Items listed in a dataset =>
________________________________________
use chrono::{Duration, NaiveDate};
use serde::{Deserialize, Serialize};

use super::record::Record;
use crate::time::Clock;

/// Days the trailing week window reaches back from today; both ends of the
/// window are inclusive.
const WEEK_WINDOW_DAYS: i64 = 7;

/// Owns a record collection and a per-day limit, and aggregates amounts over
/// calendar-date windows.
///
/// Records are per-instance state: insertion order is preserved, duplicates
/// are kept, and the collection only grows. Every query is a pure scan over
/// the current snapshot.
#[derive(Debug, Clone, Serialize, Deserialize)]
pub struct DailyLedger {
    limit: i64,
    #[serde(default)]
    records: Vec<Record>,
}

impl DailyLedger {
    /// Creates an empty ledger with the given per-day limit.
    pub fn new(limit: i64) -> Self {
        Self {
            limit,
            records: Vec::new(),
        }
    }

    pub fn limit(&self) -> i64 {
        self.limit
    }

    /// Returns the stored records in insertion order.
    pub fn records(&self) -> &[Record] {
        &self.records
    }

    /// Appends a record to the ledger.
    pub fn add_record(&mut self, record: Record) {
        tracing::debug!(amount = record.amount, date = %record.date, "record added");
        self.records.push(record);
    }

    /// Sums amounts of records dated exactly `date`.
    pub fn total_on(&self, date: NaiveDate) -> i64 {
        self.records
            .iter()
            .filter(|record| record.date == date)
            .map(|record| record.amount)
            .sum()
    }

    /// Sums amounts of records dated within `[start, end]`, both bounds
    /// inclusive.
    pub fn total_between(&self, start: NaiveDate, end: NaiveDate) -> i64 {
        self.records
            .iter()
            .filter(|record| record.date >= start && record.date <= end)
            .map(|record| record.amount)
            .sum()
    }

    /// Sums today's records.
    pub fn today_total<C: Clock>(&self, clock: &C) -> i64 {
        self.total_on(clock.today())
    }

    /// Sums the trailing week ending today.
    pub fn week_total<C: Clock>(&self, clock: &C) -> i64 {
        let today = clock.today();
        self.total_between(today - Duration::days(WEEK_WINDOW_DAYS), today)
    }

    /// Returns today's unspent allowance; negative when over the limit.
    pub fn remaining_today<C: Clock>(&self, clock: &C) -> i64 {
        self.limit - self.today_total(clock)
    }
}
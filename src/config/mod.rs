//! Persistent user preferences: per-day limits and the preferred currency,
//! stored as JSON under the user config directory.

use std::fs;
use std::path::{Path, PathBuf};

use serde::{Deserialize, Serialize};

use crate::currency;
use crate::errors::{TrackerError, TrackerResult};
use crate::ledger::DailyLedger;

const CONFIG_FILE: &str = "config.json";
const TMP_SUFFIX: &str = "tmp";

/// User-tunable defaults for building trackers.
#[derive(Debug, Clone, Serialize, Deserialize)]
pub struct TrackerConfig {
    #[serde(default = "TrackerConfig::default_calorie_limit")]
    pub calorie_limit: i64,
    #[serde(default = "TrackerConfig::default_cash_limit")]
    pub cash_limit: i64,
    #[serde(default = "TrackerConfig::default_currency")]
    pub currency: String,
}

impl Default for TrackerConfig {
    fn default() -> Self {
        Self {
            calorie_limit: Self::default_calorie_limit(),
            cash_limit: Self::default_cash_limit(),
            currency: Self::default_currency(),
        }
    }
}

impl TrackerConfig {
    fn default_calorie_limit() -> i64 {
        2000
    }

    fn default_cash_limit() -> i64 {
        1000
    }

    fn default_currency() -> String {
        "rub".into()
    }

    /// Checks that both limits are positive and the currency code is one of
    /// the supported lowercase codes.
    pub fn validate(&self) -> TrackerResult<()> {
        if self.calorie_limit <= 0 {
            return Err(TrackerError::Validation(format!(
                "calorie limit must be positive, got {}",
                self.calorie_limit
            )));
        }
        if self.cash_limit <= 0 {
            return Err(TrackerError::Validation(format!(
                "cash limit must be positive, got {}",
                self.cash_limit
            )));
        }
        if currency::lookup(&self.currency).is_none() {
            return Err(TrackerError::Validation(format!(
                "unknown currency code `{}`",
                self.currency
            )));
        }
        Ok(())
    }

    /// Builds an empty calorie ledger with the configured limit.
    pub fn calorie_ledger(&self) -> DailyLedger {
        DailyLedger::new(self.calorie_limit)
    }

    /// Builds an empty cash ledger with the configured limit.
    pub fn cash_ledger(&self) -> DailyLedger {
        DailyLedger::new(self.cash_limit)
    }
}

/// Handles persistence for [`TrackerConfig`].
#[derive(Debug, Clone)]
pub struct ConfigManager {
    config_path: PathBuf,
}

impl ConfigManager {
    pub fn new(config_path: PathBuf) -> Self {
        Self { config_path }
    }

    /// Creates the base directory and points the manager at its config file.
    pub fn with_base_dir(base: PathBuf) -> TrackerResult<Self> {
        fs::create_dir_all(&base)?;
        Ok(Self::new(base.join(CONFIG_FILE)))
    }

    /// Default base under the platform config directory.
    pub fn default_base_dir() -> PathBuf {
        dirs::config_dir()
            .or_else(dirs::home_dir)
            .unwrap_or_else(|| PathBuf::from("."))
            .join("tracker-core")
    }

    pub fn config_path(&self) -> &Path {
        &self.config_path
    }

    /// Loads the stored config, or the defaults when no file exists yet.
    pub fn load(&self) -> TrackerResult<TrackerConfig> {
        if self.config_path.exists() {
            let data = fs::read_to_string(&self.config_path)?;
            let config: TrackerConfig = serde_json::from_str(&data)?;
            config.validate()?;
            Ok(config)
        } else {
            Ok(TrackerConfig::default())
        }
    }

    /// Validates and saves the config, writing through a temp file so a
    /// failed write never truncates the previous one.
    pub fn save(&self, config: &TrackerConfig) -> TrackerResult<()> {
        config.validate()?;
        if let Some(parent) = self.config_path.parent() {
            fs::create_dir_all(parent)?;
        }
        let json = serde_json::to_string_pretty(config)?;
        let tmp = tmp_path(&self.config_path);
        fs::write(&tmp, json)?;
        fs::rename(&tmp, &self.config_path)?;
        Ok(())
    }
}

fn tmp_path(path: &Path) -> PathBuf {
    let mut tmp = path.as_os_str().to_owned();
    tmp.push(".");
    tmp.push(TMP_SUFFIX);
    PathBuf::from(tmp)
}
________________________________________
Task brief => Please give back the records exactly as written, beginning at the first line and including the line that holds "given per-day limit." as the last.

Exercise response =>
use chrono::{Duration, NaiveDate};
use serde::{Deserialize, Serialize};

use super::record::Record;
use crate::time::Clock;

/// Days the trailing week window reaches back from today; both ends of the
/// window are inclusive.
const WEEK_WINDOW_DAYS: i64 = 7;

/// Owns a record collection and a per-day limit, and aggregates amounts over
/// calendar-date windows.
///
/// Records are per-instance state: insertion order is preserved, duplicates
/// are kept, and the collection only grows. Every query is a pure scan over
/// the current snapshot.
#[derive(Debug, Clone, Serialize, Deserialize)]
pub struct DailyLedger {
    limit: i64,
    #[serde(default)]
    records: Vec<Record>,
}

impl DailyLedger {
    /// Creates an empty ledger with the given per-day limit.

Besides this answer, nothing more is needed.